Jeff Brouws' "Mobil/Trailer, Inyokern, Calif.," a 1991 chromogenic print, blares its reference to mid-century American travel with its black sky and the intensity of the gas station signs.

It's "the travel and the vintage quality," said curator Kate Ware. "It encapsulates the Western road trip beautifully."

Santa Fe artist Jamie Brunson donated the piece after the death of her first husband, the art historian Mark Levy.

Santa Fe resident Caroline Burnett and her late husband William offered multiple promised gifts.

Stieglitz created many portraits of the young voice student Marie Rapp, who also served as his gallery secretary.
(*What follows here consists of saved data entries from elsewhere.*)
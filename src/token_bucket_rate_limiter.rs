use std::sync::Arc;

use chrono::Utc;
use serde::Deserialize;

use crate::{
    BucketState, Capacity, KeyValueStore, RateBastionError, RateLimitDecision,
    RefillIntervalSeconds, StoreError,
};

/// Configuration for [`TokenBucketRateLimiter`].
///
/// Both values are fixed for the lifetime of the limiter and apply to every key.
///
/// # Examples
///
/// ```
/// use rate_bastion::{Capacity, RefillIntervalSeconds, TokenBucketOptions};
///
/// // 10 requests per key, restored every 60 seconds.
/// let options = TokenBucketOptions {
///     capacity: Capacity::try_from(10).unwrap(),
///     refill_interval_seconds: RefillIntervalSeconds::try_from(60).unwrap(),
/// };
/// ```
#[derive(Clone, Copy, Debug, Deserialize)]
pub struct TokenBucketOptions {
    /// Maximum tokens per bucket. See [`Capacity`].
    pub capacity: Capacity,
    /// Time after which a bucket is restored to full capacity. See [`RefillIntervalSeconds`].
    pub refill_interval_seconds: RefillIntervalSeconds,
}

/// Token bucket admission control with state kept in a shared [`KeyValueStore`].
///
/// # Algorithm
///
/// For every check on `key`:
///
/// 1. **Read:** fetch the stored [`BucketState`]; a missing key is a full bucket
/// 2. **Refill:** if at least one refill interval has passed since the last refill,
///    the bucket jumps back to full capacity (step refill, no partial accrual)
/// 3. **Decision:** allow and take one token if any is left, reject otherwise
/// 4. **Write:** persist the resulting state, whatever the decision
///
/// # Fail-closed
///
/// Any error means "deny":
/// - a store read failure (other than not-found) is returned and nothing is written
/// - a stored value that does not decode is returned as an error, never reset
/// - a store write failure is returned even if a token was available, since the
///   consumption could not be recorded
///
/// # Semantics & Limitations
///
/// **Not atomic per key:**
/// - Read, compute and write are separate store calls
/// - Concurrent checks on the same key can read the same state and both be allowed
/// - Callers that need strict per-key accounting must serialize access externally
///   (e.g. a store with conditional writes)
///
/// **Write on every check:**
/// - Rejected checks still write the bucket back
/// - Under heavy rejection load this amplifies store writes
///
/// **Lazy refill:**
/// - There is no background task; refill is computed only when a key is checked
/// - Expiry of idle keys is left to the store
///
/// # Examples
///
/// ```
/// use std::sync::Arc;
///
/// use rate_bastion::{
///     Capacity, MemoryStore, RefillIntervalSeconds, TokenBucketOptions, TokenBucketRateLimiter,
/// };
///
/// # tokio::runtime::Builder::new_current_thread().build().unwrap().block_on(async {
/// let limiter = TokenBucketRateLimiter::new(
///     Arc::new(MemoryStore::new()),
///     TokenBucketOptions {
///         capacity: Capacity::try_from(1).unwrap(),
///         refill_interval_seconds: RefillIntervalSeconds::try_from(2).unwrap(),
///     },
/// );
///
/// assert!(limiter.is_request_allowed("user_123").await.unwrap());
/// assert!(!limiter.is_request_allowed("user_123").await.unwrap());
/// # });
/// ```
pub struct TokenBucketRateLimiter<S: KeyValueStore + ?Sized> {
    store: Arc<S>,
    capacity: Capacity,
    refill_interval_seconds: RefillIntervalSeconds,
}

impl<S: KeyValueStore + ?Sized> TokenBucketRateLimiter<S> {
    /// Create a limiter over `store`.
    pub fn new(store: Arc<S>, options: TokenBucketOptions) -> Self {
        Self {
            store,
            capacity: options.capacity,
            refill_interval_seconds: options.refill_interval_seconds,
        }
    } // end constructor

    /// Configured bucket capacity.
    pub fn capacity(&self) -> Capacity {
        self.capacity
    }

    /// Configured refill interval.
    pub fn refill_interval_seconds(&self) -> RefillIntervalSeconds {
        self.refill_interval_seconds
    }

    /// Check admission for `key`, consuming a token if one is available.
    ///
    /// Returns `Ok(true)` if the request is allowed, `Ok(false)` if the bucket is
    /// empty. Any `Err` must be treated as a denial.
    pub async fn is_request_allowed(&self, key: &str) -> Result<bool, RateBastionError> {
        self.decide(key).await.map(|decision| decision.is_allowed())
    }

    /// Check admission for `key` and report remaining tokens or backoff hints.
    ///
    /// Performs the same read, refill, consume and write sequence as
    /// [`is_request_allowed`](Self::is_request_allowed).
    pub async fn decide(&self, key: &str) -> Result<RateLimitDecision, RateBastionError> {
        let now = Utc::now();
        let mut state = match self.read_state(key).await? {
            Some(state) => state,
            None => BucketState::fresh(self.capacity, now),
        };

        let decision = state.admit(self.capacity, self.refill_interval_seconds, now);

        if let Err(err) = self.write_state(key, &state).await {
            tracing::warn!(key, error = ?err, "token_bucket.write.error, denying request");
            return Err(err);
        }

        tracing::debug!(
            key,
            allowed = decision.is_allowed(),
            tokens_in_bucket = state.tokens_in_bucket,
            "token_bucket.decision"
        );

        Ok(decision)
    } // end method decide

    /// Tokens currently available for `key`, without consuming or writing anything.
    pub async fn available_tokens(&self, key: &str) -> Result<u64, RateBastionError> {
        let now = Utc::now();

        let Some(mut state) = self.read_state(key).await? else {
            return Ok(*self.capacity);
        };

        state.refill(self.capacity, self.refill_interval_seconds, now);

        Ok(state.tokens_in_bucket)
    }

    /// Read and decode the bucket for `key`. `Ok(None)` means nothing is stored.
    async fn read_state(&self, key: &str) -> Result<Option<BucketState>, RateBastionError> {
        let raw = match self.store.get(key).await {
            Ok(raw) => raw,
            Err(StoreError::NotFound) => return Ok(None),
            Err(err) => {
                tracing::warn!(key, error = ?err, "token_bucket.read.error, denying request");
                return Err(RateBastionError::StoreRead(err));
            }
        };

        match BucketState::decode(&raw) {
            Ok(state) => Ok(Some(state)),
            Err(err) => {
                tracing::warn!(key, error = ?err, "token_bucket.decode.error, denying request");
                Err(err)
            }
        }
    }

    async fn write_state(&self, key: &str, state: &BucketState) -> Result<(), RateBastionError> {
        let raw = state.encode()?;

        self.store
            .set(key, &raw)
            .await
            .map_err(RateBastionError::StoreWrite)
    }
}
Burnett detected "a little sassiness" in the woman who navigated the affairs of the famous 291 Gallery and its temperamental owner, Ware said.

Stieglitz shot portraits of his own art circle, including his soon-to-be wife Georgia O'Keeffe.

Käsebier was known as one of the first female photographers, Ware said. The exhibit features her mother and child portrait, "Blessed Art Thou Among Women."

"She was part of the Stieglitz circle," Ware said. The impresario published and exhibited the images several times, including in the 1903 inaugural issue of his journal Camera Work, which was devoted entirely to her photographs. The image draws on biblical references and the aesthetic of the Arts and Crafts movement to express a Victorian view of womanhood.

Burnett also collected Santa Fe photographer Anthony O'Brien's 2013 pigment print "Untitled (Portrait of a young girl)."

"She said, 'When I saw this image, I cried,' " Ware said. O'Brien found the girl in a Syrian refugee camp. She faces him openly with her loss of childhood innocence.

David Michael Kennedy's palladium print "Rain, Luna County, New Mexico," is a gift from photo dealer Don Moritz. An El Rito resident, Kennedy left his New York career shooting rock stars like Bruce Springsteen and Bob Dylan for the quiet of New Mexico in 1986. He began documenting the Western landscape and Native American culture.

"He's primarily known for his platinum and palladium prints," Ware said. "They're these incredibly beautiful pictures of the New Mexico landscape. He established an iconic view of New Mexico. You're on this two-lane highway and there's this phenomenal drama happening."

Kennedy created the image from his pickup truck window, she added. He spotted the massive cloud and pulled over quickly. He got out with his tripod, but by then the cloud had disappeared.

"I have learned that the universe gives us gifts," Kennedy wrote, "but they are fleeting and you have to grab them quickly or they are lost forever."